Author Floyd Sullivan’s submission to Baseballisms.com reprinted with permission. Floyd is the author of the new book Waiting for the Cubs: The 2008 Season, the Hundred-Year Slump and One Fan’s Lifelong Vigil. Look for a podcast with Floyd coming soon!
Note: I was directed to a blog called The On Deck Circle, written by Bill Miller. The subject of the blog that day was childhood memories, and the story of a little boy hitting his first home run. It brought the following back to me as clearly as if it happened yesterday.
The long, narrow, vacant lot across the street lay as an open invitation, almost begging the neighborhood kids to transform it into a crude playground, or perhaps a ballpark. The big boys on our block in Riverdale, Illinois, saw its potential and created a Wiffle ball field. They made rules so you could play with as few as two on a team. If you hit the ball past the fielder, it was a single. Past a particular bush, a double. Past the apple tree, a triple. And into the high grass way out there, halfway to the alley, a home run. There were no bases. You had to remember where your men-on-base stood on the non-existent diamond.
I was too little to play, but I loved to watch the big boys pitch and swing the bat.
One day, the guys must have been short a player because the older kid who lived almost at the end of the block asked if I wanted to be on his team. Thrilled, I jumped up and took the field. When it came time for our side to bat, he handed me the thin, wooden Wiffle ball bat with fraying black friction tape wrapped around its handle. I stepped up to the “plate,” just a dirt smudge where no grass grew. All I wanted to do was make contact. There was no way I could hit the triple area, let alone the tall grass for a homer.
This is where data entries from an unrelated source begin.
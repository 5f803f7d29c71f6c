//! Analysis orchestrator — owns one session's run state and drives the pipeline.
//!
//! Flow: Idle → Uploading → Extracting → Scoring → Succeeded, with any in-flight
//! state able to move to Failed. Stages run strictly in sequence.
//!
//! Every run gets a fresh `RunId`. Events carry the id of the run that produced
//! them and are dropped unless that run is still current, so a cancelled run's
//! late responses can never touch newer state.

use std::sync::{Mutex, MutexGuard, PoisonError};

use chrono::{DateTime, Utc};
use serde::Serialize;
use thiserror::Error;
use tracing::{info, warn};

use crate::analysis::client::AnalysisClient;
use crate::analysis::parser;
use crate::analysis::state::{AnalysisRunState, Phase, RunEvent, RunId};
use crate::errors::AnalysisError;
use crate::extraction::{self, ExtractedResume, UploadedDocument};

#[derive(Debug, Clone, Copy, PartialEq, Eq, Error)]
pub enum StartError {
    #[error("Select a resume (PDF or DOCX) before starting the analysis")]
    MissingDocument,

    #[error("Enter a job description before starting the analysis")]
    MissingJobDescription,

    #[error("An analysis run is already in progress")]
    RunInProgress,

    #[error("Only a failed analysis can be retried")]
    NotFailed,
}

/// Inputs captured for one run. The pipeline works from these, not from the
/// orchestrator's (possibly edited) current inputs.
#[derive(Debug, Clone)]
pub struct RunTicket {
    pub run_id: RunId,
    pub document: UploadedDocument,
    pub job_description: String,
}

#[derive(Debug, Clone, PartialEq, Serialize)]
pub struct DocumentSummary {
    pub file_name: Option<String>,
    pub declared_type: String,
    pub size_bytes: usize,
}

/// Read-only view handed to the presentation layer.
#[derive(Debug, Clone, PartialEq, Serialize)]
pub struct RunSnapshot {
    pub run_id: Option<RunId>,
    pub state: AnalysisRunState,
    pub phases: Vec<Phase>,
    pub document: Option<DocumentSummary>,
    pub has_job_description: bool,
    pub can_start: bool,
    pub started_at: Option<DateTime<Utc>>,
    pub finished_at: Option<DateTime<Utc>>,
}

#[derive(Debug)]
pub struct AnalysisOrchestrator {
    job_description: String,
    document: Option<UploadedDocument>,
    state: AnalysisRunState,
    generation: u64,
    current_run: Option<RunId>,
    phases: Vec<Phase>,
    started_at: Option<DateTime<Utc>>,
    finished_at: Option<DateTime<Utc>>,
    /// Last time the session was read or changed. Drives idle eviction.
    touched_at: DateTime<Utc>,
}

impl Default for AnalysisOrchestrator {
    fn default() -> Self {
        Self::new()
    }
}

impl AnalysisOrchestrator {
    pub fn new() -> Self {
        Self {
            job_description: String::new(),
            document: None,
            state: AnalysisRunState::Idle,
            generation: 0,
            current_run: None,
            phases: vec![Phase::Idle],
            started_at: None,
            finished_at: None,
            touched_at: Utc::now(),
        }
    }

    pub fn state(&self) -> &AnalysisRunState {
        &self.state
    }

    pub fn set_job_description(&mut self, job_description: impl Into<String>) {
        self.job_description = job_description.into();
        self.touch();
    }

    pub fn select_document(&mut self, document: UploadedDocument) {
        self.document = Some(document);
        self.touch();
    }

    pub fn clear_document(&mut self) {
        self.document = None;
        self.touch();
    }

    pub fn touch(&mut self) {
        self.touched_at = Utc::now();
    }

    /// Idle for longer than `ttl` as of `now`. A session with a run in flight
    /// never expires.
    pub fn is_expired(&self, now: DateTime<Utc>, ttl: chrono::Duration) -> bool {
        !self.state.is_in_flight() && now - self.touched_at > ttl
    }

    /// Both inputs present and nothing in flight.
    pub fn can_start(&self) -> bool {
        self.document.is_some()
            && !self.job_description.trim().is_empty()
            && !self.state.is_in_flight()
    }

    /// Starts a new run. Any previous result is discarded.
    pub fn start(&mut self) -> Result<RunTicket, StartError> {
        if self.state.is_in_flight() {
            return Err(StartError::RunInProgress);
        }
        self.begin_run()
    }

    /// Restarts the whole pipeline after a failure, with the same inputs.
    pub fn retry(&mut self) -> Result<RunTicket, StartError> {
        if !matches!(self.state, AnalysisRunState::Failed { .. }) {
            return Err(StartError::NotFailed);
        }
        self.begin_run()
    }

    fn begin_run(&mut self) -> Result<RunTicket, StartError> {
        let document = self.document.clone().ok_or(StartError::MissingDocument)?;
        if self.job_description.trim().is_empty() {
            return Err(StartError::MissingJobDescription);
        }

        self.generation += 1;
        let run_id = RunId(self.generation);
        self.current_run = Some(run_id);
        self.state = AnalysisRunState::Uploading;
        self.phases = vec![Phase::Uploading];
        self.started_at = Some(Utc::now());
        self.finished_at = None;
        self.touch();

        info!(
            "Starting {run_id}: {} bytes, declared type '{}'",
            document.size(),
            document.declared_type
        );

        Ok(RunTicket {
            run_id,
            document,
            job_description: self.job_description.clone(),
        })
    }

    /// Abandons the in-flight run, returning to Idle. Returns false if nothing was running.
    pub fn cancel(&mut self) -> bool {
        let Some(run_id) = self.current_run.take() else {
            return false;
        };
        info!("Cancelled {run_id} in phase {:?}", self.state.phase());
        self.state = AnalysisRunState::Idle;
        self.phases.push(Phase::Idle);
        self.finished_at = Some(Utc::now());
        self.touch();
        true
    }

    pub fn is_current(&self, run_id: RunId) -> bool {
        self.current_run == Some(run_id)
    }

    /// Applies an event from `run_id`. Stale or out-of-order events are ignored.
    pub fn apply(&mut self, run_id: RunId, event: RunEvent) -> bool {
        if !self.is_current(run_id) {
            warn!("Ignoring '{}' from stale {run_id}", event.name());
            return false;
        }

        let event_name = event.name();
        let next = match (&self.state, event) {
            (AnalysisRunState::Uploading, RunEvent::DocumentAccepted) => {
                AnalysisRunState::Extracting
            }
            (AnalysisRunState::Extracting, RunEvent::Extracted) => AnalysisRunState::Scoring,
            (AnalysisRunState::Scoring, RunEvent::Scored(parsed)) => {
                AnalysisRunState::succeeded(parsed)
            }
            (state, RunEvent::Failed(err)) if state.is_in_flight() => {
                warn!("{run_id} failed during {:?}: {err}", state.phase());
                AnalysisRunState::failed(&err)
            }
            (state, _) => {
                warn!(
                    "Ignoring '{event_name}' for {run_id} in phase {:?}",
                    state.phase()
                );
                return false;
            }
        };

        info!("{run_id}: {:?} -> {:?}", self.state.phase(), next.phase());
        self.phases.push(next.phase());
        if !next.is_in_flight() {
            self.current_run = None;
            self.finished_at = Some(Utc::now());
        }
        // The upload is only kept while a retry could still need it.
        if matches!(next, AnalysisRunState::Succeeded { .. }) {
            self.document = None;
        }
        self.state = next;
        self.touch();
        true
    }

    pub fn snapshot(&self) -> RunSnapshot {
        RunSnapshot {
            run_id: (self.generation > 0).then_some(RunId(self.generation)),
            state: self.state.clone(),
            phases: self.phases.clone(),
            document: self.document.as_ref().map(|d| DocumentSummary {
                file_name: d.file_name.clone(),
                declared_type: d.declared_type.clone(),
                size_bytes: d.size(),
            }),
            has_job_description: !self.job_description.trim().is_empty(),
            can_start: self.can_start(),
            started_at: self.started_at,
            finished_at: self.finished_at,
        }
    }
}

// ────────────────────────────────────────────────────────────────────────────
// Pipeline driver
// ────────────────────────────────────────────────────────────────────────────

/// Runs one ticket through extraction, cleanup, scoring and parsing, reporting
/// each step to the orchestrator. Stops as soon as the run is no longer current.
///
/// The lock is only taken between awaits, never across one.
pub async fn drive_run(
    orchestrator: &Mutex<AnalysisOrchestrator>,
    client: &AnalysisClient,
    ticket: RunTicket,
) {
    let run_id = ticket.run_id;
    if let Err(err) = run_stages(orchestrator, client, ticket).await {
        apply(orchestrator, run_id, RunEvent::Failed(err));
    }
}

async fn run_stages(
    orchestrator: &Mutex<AnalysisOrchestrator>,
    client: &AnalysisClient,
    ticket: RunTicket,
) -> Result<(), AnalysisError> {
    let RunTicket {
        run_id,
        document,
        job_description,
    } = ticket;

    document.media_type()?;
    if !apply(orchestrator, run_id, RunEvent::DocumentAccepted) {
        return Ok(());
    }

    let extracted = extract_off_thread(document).await?;
    if !apply(orchestrator, run_id, RunEvent::Extracted) {
        return Ok(());
    }

    let resume_text = client.cleanup(&extracted).await?;
    if !lock(orchestrator).is_current(run_id) {
        info!("{run_id} abandoned after cleanup; skipping scoring");
        return Ok(());
    }

    let raw = client.score(&resume_text, &job_description).await?;
    let parsed = parser::parse(&raw)?;
    apply(orchestrator, run_id, RunEvent::Scored(parsed));
    Ok(())
}

pub(crate) async fn extract_off_thread(
    document: UploadedDocument,
) -> Result<ExtractedResume, AnalysisError> {
    tokio::task::spawn_blocking(move || extraction::extract(&document))
        .await
        .map_err(|e| AnalysisError::ExtractionFailure(format!("extraction task failed: {e}")))?
}

/// Locks the orchestrator, recovering from a poisoned mutex.
pub(crate) fn lock(
    orchestrator: &Mutex<AnalysisOrchestrator>,
) -> MutexGuard<'_, AnalysisOrchestrator> {
    orchestrator.lock().unwrap_or_else(PoisonError::into_inner)
}

fn apply(orchestrator: &Mutex<AnalysisOrchestrator>, run_id: RunId, event: RunEvent) -> bool {
    lock(orchestrator).apply(run_id, event)
}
The pitcher wound up and threw. The pierced plastic ball picked up the air currents and danced its way toward me like a knuckler. I swung and missed. The next pitch came in a little straighter, so I let up on my swing and felt the clean, full, satisfying vibration of a solid hit. But I had gotten ahead of the ball and pulled it left and foul. It flew over a chain link fence at the corner of a neighbor’s yard. I was relieved. If I had hit it straight it would have been a routine fly ball out.
All of sudden my teammate started screaming and patting me on the back. “Way to go! Way to go!” Even the pitcher and his fielder had to jog to the plate and congratulate me.
“What’d I do?” I asked.
“You got yourself a homer!” said my teammate.
I didn’t know it, but the boys had declared that corner of the fence the “short shelf” of their field. You had to land the ball just right, and I, without realizing it, had done it.
“Perfectly placed,” said the older kid from the end of the block. “Nobody’s ever hit one there before!”
My first home run, and to this day, over a half century later, the only one I remember.